Showing posts with label surrealism. Show all posts
Showing posts with label surrealism. Show all posts

Monday, April 12, 2010

Viewing Log #40: On earth as it is [4/5/10 - 4/11/10]

by Ryland Walker Knight


Around polo time 3
—How it falls, plays, waves

  • Alamar [Pedro González-Rubio, 2009] This one's playing SFIFF53, and I watched it on a screener with headphones. That seemed okay to me. It's a quiet, small thing. But it's also impressive photography of a world I'll likely never know but through this magic medium. It further impresses me that González-Rubio is his own cinematographer and that he barely gets in the way of these three generations and their time with water, and an egret. More in my festival preview, I promise, which should probably hit the webs this week.
  • Read My Lips [Jacques Audiard, 2001] Supremely entertaining and ingratiating quasi-thriller.
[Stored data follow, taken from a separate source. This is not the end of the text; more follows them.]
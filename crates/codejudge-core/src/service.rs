//! Fans evaluations out over every (criterion, repository) pair of a challenge.

use std::sync::Arc;
use std::time::Instant;

use tracing::{info, instrument};

use crate::error::Result;
use crate::judge::JudgeClient;
use crate::model::{Criterion, EvaluationRecord, Repository};
use crate::orchestrator::EvaluationOrchestrator;
use crate::traits::{Judge, RecordStore, SnapshotSource};

/// Coordinates evaluations across repositories and criteria.
pub struct EvaluationService {
    store: Arc<dyn RecordStore>,
    source: Arc<dyn SnapshotSource>,
    judge: Arc<dyn Judge>,
}

impl EvaluationService {
    pub fn new(
        store: Arc<dyn RecordStore>,
        source: Arc<dyn SnapshotSource>,
        judge: Arc<dyn Judge>,
    ) -> Self {
        Self {
            store,
            source,
            judge,
        }
    }

    pub fn store(&self) -> &Arc<dyn RecordStore> {
        &self.store
    }

    /// Evaluate every (criterion, repository) pair of a challenge.
    ///
    /// Criteria form the outer loop and repositories the inner one; pairs run
    /// one after another. `criteria_ids` restricts the criteria when it is
    /// non-empty. The first failing pair aborts the run.
    #[instrument(skip(self, criteria_ids), fields(challenge = %challenge_id))]
    pub async fn run_for_challenge(
        &self,
        challenge_id: &str,
        criteria_ids: Option<&[String]>,
    ) -> Result<()> {
        let start = Instant::now();
        let judge =
            JudgeClient::for_challenge(Arc::clone(&self.judge), self.store.as_ref(), challenge_id)
                .await?;

        let criteria = self.load_criteria(challenge_id, criteria_ids).await?;
        let repositories = self.store.list_repositories(challenge_id).await?;
        info!(
            criteria = criteria.len(),
            repositories = repositories.len(),
            "starting challenge evaluation"
        );

        for criterion in &criteria {
            for repository in &repositories {
                let record = self
                    .ensure_evaluation(challenge_id, repository, criterion)
                    .await?;
                let mut orchestrator = EvaluationOrchestrator::new(
                    Arc::clone(&self.store),
                    Arc::clone(&self.source),
                    judge.clone(),
                    record,
                    repository.clone(),
                    criterion.clone(),
                );
                orchestrator.run().await?;
            }
        }

        info!(
            pairs = criteria.len() * repositories.len(),
            elapsed_ms = start.elapsed().as_millis() as u64,
            "challenge evaluation finished"
        );
        Ok(())
    }

    /// Return the record for a pair, creating it in `NotEvaluated` if absent.
    pub async fn ensure_evaluation(
        &self,
        challenge_id: &str,
        repository: &Repository,
        criterion: &Criterion,
    ) -> Result<EvaluationRecord> {
        let fresh = EvaluationRecord::new(challenge_id, repository, criterion);
        if let Some(existing) = self
            .store
            .get_evaluation(&fresh.id, &repository.id)
            .await?
        {
            return Ok(existing);
        }
        self.store.create_or_update_evaluation(&fresh).await
    }

    async fn load_criteria(
        &self,
        challenge_id: &str,
        criteria_ids: Option<&[String]>,
    ) -> Result<Vec<Criterion>> {
        let mut criteria = self.store.list_criteria(challenge_id).await?;
        if let Some(ids) = criteria_ids.filter(|ids| !ids.is_empty()) {
            criteria.retain(|c| ids.contains(&c.id));
        }
        Ok(criteria)
    }
}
I think it's more interesting than Beat That My Heart Skipped, too, though its aural effects are only employed when it suits the filmmaker, not the story; or, though it's clearly Devos' movie (and what a joy that is!), the forced perspective registered by the soundtrack is inconsistent. Which is to say that Audiard has a lot of ideas, no doubt, but he's not exactly rigorous and he's not exactly free-wheeling. Will be interesting to see how this flux plays in Un Prophète, which I expect to like, as I've liked the other two I've seen. In all honesty, it'd be great to make something this accomplished, sturdy and engrossing. There's even a few jokes.

  • Dodsworth [William Wyler, 1936] Nice to see something with a happy ending after the bittersweet, brush-the-edge finale of the McCarey. Walter Huston is a little loud, but still nuanced, and Mary Astor's calm makes me somersault with hope that, yes, life is long and I'll be presented plenty of opportunities to find a real help meet some day down the line. Also, Wyler's got some chops, duh, and a penchant for playing with focus in key moments. Brian already tweeted about the pivotal phone, but I'd also like to point to the mirrors, specifically the one in Vienna that keeps fantasies "outside" or "off" the real world.
  • Make Way For Tomorrow [Leo McCarey, 1937] Lived up to the hype, and the precedent set by the other McCarey films I love. But I don't have anything to add to what Danny wrote here, or what Tag Gallagher wrote for the new Criterion disc, which I'd urge anybody to enjoy with or without a lover. Also, I'd urge you watch The Awful Truth directly afterwards. And then I'd urge you to keep your job.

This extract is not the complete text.